[Stored items from a collection]
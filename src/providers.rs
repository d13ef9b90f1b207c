//! Binding declaration helpers
//!
//! Adapters that wrap a plain value, a factory closure, or a function of
//! declared dependencies into a uniform [`Binding`] record. They carry no
//! resolution logic of their own; everything at runtime goes through the
//! [`Container`](crate::Container).

use std::any::{self, Any};
use std::collections::HashSet;
use std::sync::Arc;

use crate::binding::{Binding, Lifetime, SharedInstance};
use crate::container::Resolver;
use crate::error::{DiError, DiResult};
use crate::key::DependencyKey;

/// Wraps an existing value. Singleton by construction: every resolution
/// returns the same shared instance.
///
/// # Examples
///
/// ```
/// use loadout::{Container, to_value};
///
/// let container = Container::new();
/// container.bind("answer", to_value(42u32));
/// assert_eq!(*container.get::<u32>("answer").unwrap(), 42);
/// ```
pub fn to_value<T: Any + Send + Sync>(value: T) -> Binding {
	let shared: SharedInstance = Arc::new(value);
	Binding::new(
		Arc::new(move |_: &Resolver<'_>| Ok(shared.clone())),
		Lifetime::Singleton,
	)
}

/// Wraps a factory closure with the default `Singleton` lifetime.
///
/// The closure receives a [`Resolver`] and may request its own dependencies
/// through it.
pub fn to_factory<T, F>(factory: F) -> Binding
where
	T: Any + Send + Sync,
	F: Fn(&Resolver<'_>) -> DiResult<T> + Send + Sync + 'static,
{
	to_factory_in(factory, Lifetime::Singleton)
}

/// Wraps a factory closure with an explicit lifetime.
pub fn to_factory_in<T, F>(factory: F, lifetime: Lifetime) -> Binding
where
	T: Any + Send + Sync,
	F: Fn(&Resolver<'_>) -> DiResult<T> + Send + Sync + 'static,
{
	Binding::from_factory(factory, lifetime)
}

/// Adapts a function of resolved dependencies into a binding.
///
/// `dependencies` declares, by key, what the function needs; the container
/// resolves them on every instantiation and hands them over as
/// [`ResolvedDeps`]. The specification is validated at declaration time and
/// a malformed one fails with [`DiError::InvalidDependencySpecification`].
///
/// Constructors need no separate adapter: an associated function like
/// `Service::new` is adapted exactly the same way.
///
/// # Examples
///
/// ```
/// use loadout::{Container, DependencySpec, Lifetime, to_function, to_value};
///
/// let container = Container::new();
/// container.bind("host", to_value("localhost".to_string()));
/// container.bind("port", to_value(5432u16));
///
/// let binding = to_function(
/// 	|deps| {
/// 		let host = deps.get::<String>(0)?;
/// 		let port = deps.get::<u16>(1)?;
/// 		Ok(format!("{host}:{port}"))
/// 	},
/// 	DependencySpec::list(["host", "port"]),
/// 	Lifetime::Singleton,
/// )
/// .unwrap();
/// container.bind("address", binding);
///
/// assert_eq!(*container.get::<String>("address").unwrap(), "localhost:5432");
/// ```
pub fn to_function<T, F>(
	func: F,
	dependencies: DependencySpec,
	lifetime: Lifetime,
) -> DiResult<Binding>
where
	T: Any + Send + Sync,
	F: Fn(&ResolvedDeps) -> DiResult<T> + Send + Sync + 'static,
{
	dependencies.validate()?;
	Ok(Binding::from_factory(
		move |resolver: &Resolver<'_>| {
			let deps = dependencies.resolve(resolver)?;
			func(&deps)
		},
		lifetime,
	))
}

/// Declared dependencies of a [`to_function`] binding: either a positional
/// sequence of keys or a name → key mapping.
#[derive(Debug, Clone)]
pub enum DependencySpec {
	/// Positional dependencies, accessed by index
	List(Vec<DependencyKey>),
	/// Named dependencies, accessed by name
	Named(Vec<(String, DependencyKey)>),
}

impl DependencySpec {
	/// Builds a positional specification.
	pub fn list<K>(keys: impl IntoIterator<Item = K>) -> Self
	where
		K: Into<DependencyKey>,
	{
		Self::List(keys.into_iter().map(Into::into).collect())
	}

	/// Builds a named specification.
	pub fn named<N, K>(entries: impl IntoIterator<Item = (N, K)>) -> Self
	where
		N: Into<String>,
		K: Into<DependencyKey>,
	{
		Self::Named(
			entries
				.into_iter()
				.map(|(name, key)| (name.into(), key.into()))
				.collect(),
		)
	}

	/// Declaration-time validation: names must be non-empty and unique.
	fn validate(&self) -> DiResult<()> {
		let Self::Named(entries) = self else {
			return Ok(());
		};
		let mut seen = HashSet::new();
		for (name, _) in entries {
			if name.is_empty() {
				return Err(DiError::InvalidDependencySpecification {
					reason: "dependency name must not be empty".to_string(),
				});
			}
			if !seen.insert(name.as_str()) {
				return Err(DiError::InvalidDependencySpecification {
					reason: format!("duplicate dependency name: {name}"),
				});
			}
		}
		Ok(())
	}

	/// Resolves every declared key through `resolver`, in declaration order.
	fn resolve(&self, resolver: &Resolver<'_>) -> DiResult<ResolvedDeps> {
		let entries = match self {
			Self::List(keys) => keys
				.iter()
				.map(|key| Ok((None, key.clone(), resolver.resolve_raw(key)?)))
				.collect::<DiResult<Vec<_>>>()?,
			Self::Named(named) => named
				.iter()
				.map(|(name, key)| {
					Ok((Some(name.clone()), key.clone(), resolver.resolve_raw(key)?))
				})
				.collect::<DiResult<Vec<_>>>()?,
		};
		Ok(ResolvedDeps { entries })
	}
}

/// Dependencies resolved for one [`to_function`] invocation, accessed by
/// position or by name.
pub struct ResolvedDeps {
	entries: Vec<(Option<String>, DependencyKey, SharedInstance)>,
}

impl ResolvedDeps {
	/// Number of resolved dependencies.
	pub fn len(&self) -> usize {
		self.entries.len()
	}

	/// Whether the specification declared no dependencies.
	pub fn is_empty(&self) -> bool {
		self.entries.is_empty()
	}

	/// The dependency at `index`, downcast to `T`.
	pub fn get<T: Any + Send + Sync>(&self, index: usize) -> DiResult<Arc<T>> {
		let (_, key, instance) = self.entries.get(index).ok_or_else(|| {
			DiError::InvalidDependencySpecification {
				reason: format!(
					"dependency index {index} out of range ({} declared)",
					self.entries.len()
				),
			}
		})?;
		downcast(key, instance.clone())
	}

	/// The dependency declared under `name`, downcast to `T`.
	pub fn get_named<T: Any + Send + Sync>(&self, name: &str) -> DiResult<Arc<T>> {
		let (_, key, instance) = self
			.entries
			.iter()
			.find(|(entry_name, _, _)| entry_name.as_deref() == Some(name))
			.ok_or_else(|| DiError::InvalidDependencySpecification {
				reason: format!("no dependency named {name}"),
			})?;
		downcast(key, instance.clone())
	}
}

fn downcast<T: Any + Send + Sync>(
	key: &DependencyKey,
	instance: SharedInstance,
) -> DiResult<Arc<T>> {
	instance.downcast::<T>().map_err(|_| DiError::TypeMismatch {
		key: key.clone(),
		expected: any::type_name::<T>(),
	})
}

* _ASSIGNMENT_:
Retype every line of the data above exactly.

* _RESPONSE BOX_:
filename src/providers.rs
repository d13ef9b90f1b207c
//! Binding declaration helpers
//!
//! Adapters that wrap a plain value, a factory closure, or a function of
//! declared dependencies into a uniform [`Binding`] record. They carry no
//! resolution logic of their own; everything at runtime goes through the
//! [`Container`](crate::Container).

use std::any::{self, Any};
use std::collections::HashSet;
use std::sync::Arc;

use crate::binding::{Binding, Lifetime, SharedInstance};
use crate::container::Resolver;
use crate::error::{DiError, DiResult};
use crate::key::DependencyKey;

/// Wraps an existing value. Singleton by construction: every resolution
/// returns the same shared instance.
///
/// # Examples
///
/// ```
/// use loadout::{Container, to_value};
///
/// let container = Container::new();
/// container.bind("answer", to_value(42u32));
/// assert_eq!(*container.get::<u32>("answer").unwrap(), 42);
/// ```
pub fn to_value<T: Any + Send + Sync>(value: T) -> Binding {
	let shared: SharedInstance = Arc::new(value);
	Binding::new(
		Arc::new(move |_: &Resolver<'_>| Ok(shared.clone())),
		Lifetime::Singleton,
	)
}

/// Wraps a factory closure with the default `Singleton` lifetime.
///
/// The closure receives a [`Resolver`] and may request its own dependencies
/// through it.
pub fn to_factory<T, F>(factory: F) -> Binding
where
	T: Any + Send + Sync,
	F: Fn(&Resolver<'_>) -> DiResult<T> + Send + Sync + 'static,
{
	to_factory_in(factory, Lifetime::Singleton)
}

/// Wraps a factory closure with an explicit lifetime.
pub fn to_factory_in<T, F>(factory: F, lifetime: Lifetime) -> Binding
where
	T: Any + Send + Sync,
	F: Fn(&Resolver<'_>) -> DiResult<T> + Send + Sync + 'static,
{
	Binding::from_factory(factory, lifetime)
}

/// Adapts a function of resolved dependencies into a binding.
///
/// `dependencies` declares, by key, what the function needs; the container
/// resolves them on every instantiation and hands them over as
/// [`ResolvedDeps`]. The specification is validated at declaration time and
/// a malformed one fails with [`DiError::InvalidDependencySpecification`].
///
/// Constructors need no separate adapter: an associated function like
/// `Service::new` is adapted exactly the same way.
///
/// # Examples
///
/// ```
/// use loadout::{Container, DependencySpec, Lifetime, to_function, to_value};
///
/// let container = Container::new();
/// container.bind("host", to_value("localhost".to_string()));
/// container.bind("port", to_value(5432u16));
///
/// let binding = to_function(
/// 	|deps| {
/// 		let host = deps.get::<String>(0)?;
/// 		let port = deps.get::<u16>(1)?;
/// 		Ok(format!("{host}:{port}"))
/// 	},
/// 	DependencySpec::list(["host", "port"]),
/// 	Lifetime::Singleton,
/// )
/// .unwrap();
/// container.bind("address", binding);
///
/// assert_eq!(*container.get::<String>("address").unwrap(), "localhost:5432");
/// ```
pub fn to_function<T, F>(
	func: F,
	dependencies: DependencySpec,
	lifetime: Lifetime,
) -> DiResult<Binding>
where
	T: Any + Send + Sync,
	F: Fn(&ResolvedDeps) -> DiResult<T> + Send + Sync + 'static,
{
	dependencies.validate()?;
	Ok(Binding::from_factory(
		move |resolver: &Resolver<'_>| {
			let deps = dependencies.resolve(resolver)?;
			func(&deps)
		},
		lifetime,
	))
}

/// Declared dependencies of a [`to_function`] binding: either a positional
/// sequence of keys or a name → key mapping.
#[derive(Debug, Clone)]
pub enum DependencySpec {
	/// Positional dependencies, accessed by index
	List(Vec<DependencyKey>),
	/// Named dependencies, accessed by name
	Named(Vec<(String, DependencyKey)>),
}

impl DependencySpec {
	/// Builds a positional specification.
	pub fn list<K>(keys: impl IntoIterator<Item = K>) -> Self
	where
		K: Into<DependencyKey>,
	{
		Self::List(keys.into_iter().map(Into::into).collect())
	}

	/// Builds a named specification.
	pub fn named<N, K>(entries: impl IntoIterator<Item = (N, K)>) -> Self
	where
		N: Into<String>,
		K: Into<DependencyKey>,
	{
		Self::Named(
			entries
				.into_iter()
				.map(|(name, key)| (name.into(), key.into()))
				.collect(),
		)
	}

	/// Declaration-time validation: names must be non-empty and unique.
	fn validate(&self) -> DiResult<()> {
		let Self::Named(entries) = self else {
			return Ok(());
		};
		let mut seen = HashSet::new();
		for (name, _) in entries {
			if name.is_empty() {
				return Err(DiError::InvalidDependencySpecification {
					reason: "dependency name must not be empty".to_string(),
				});
			}
			if !seen.insert(name.as_str()) {
				return Err(DiError::InvalidDependencySpecification {
					reason: format!("duplicate dependency name: {name}"),
				});
			}
		}
		Ok(())
	}

	/// Resolves every declared key through `resolver`, in declaration order.
	fn resolve(&self, resolver: &Resolver<'_>) -> DiResult<ResolvedDeps> {
		let entries = match self {
			Self::List(keys) => keys
				.iter()
				.map(|key| Ok((None, key.clone(), resolver.resolve_raw(key)?)))
				.collect::<DiResult<Vec<_>>>()?,
			Self::Named(named) => named
				.iter()
				.map(|(name, key)| {
					Ok((Some(name.clone()), key.clone(), resolver.resolve_raw(key)?))
				})
				.collect::<DiResult<Vec<_>>>()?,
		};
		Ok(ResolvedDeps { entries })
	}
}

/// Dependencies resolved for one [`to_function`] invocation, accessed by
/// position or by name.
pub struct ResolvedDeps {
	entries: Vec<(Option<String>, DependencyKey, SharedInstance)>,
}

impl ResolvedDeps {
	/// Number of resolved dependencies.
	pub fn len(&self) -> usize {
		self.entries.len()
	}

	/// Whether the specification declared no dependencies.
	pub fn is_empty(&self) -> bool {
		self.entries.is_empty()
	}

	/// The dependency at `index`, downcast to `T`.
	pub fn get<T: Any + Send + Sync>(&self, index: usize) -> DiResult<Arc<T>> {
		let (_, key, instance) = self.entries.get(index).ok_or_else(|| {
			DiError::InvalidDependencySpecification {
				reason: format!(
					"dependency index {index} out of range ({} declared)",
					self.entries.len()
				),
			}
		})?;
		downcast(key, instance.clone())
	}

	/// The dependency declared under `name`, downcast to `T`.
	pub fn get_named<T: Any + Send + Sync>(&self, name: &str) -> DiResult<Arc<T>> {
		let (_, key, instance) = self
			.entries
			.iter()
			.find(|(entry_name, _, _)| entry_name.as_deref() == Some(name))
			.ok_or_else(|| DiError::InvalidDependencySpecification {
				reason: format!("no dependency named {name}"),
			})?;
		downcast(key, instance.clone())
	}
}

fn downcast<T: Any + Send + Sync>(
	key: &DependencyKey,
	instance: SharedInstance,
) -> DiResult<Arc<T>> {
	instance.downcast::<T>().map_err(|_| DiError::TypeMismatch {
		key: key.clone(),
		expected: any::type_name::<T>(),
	})
}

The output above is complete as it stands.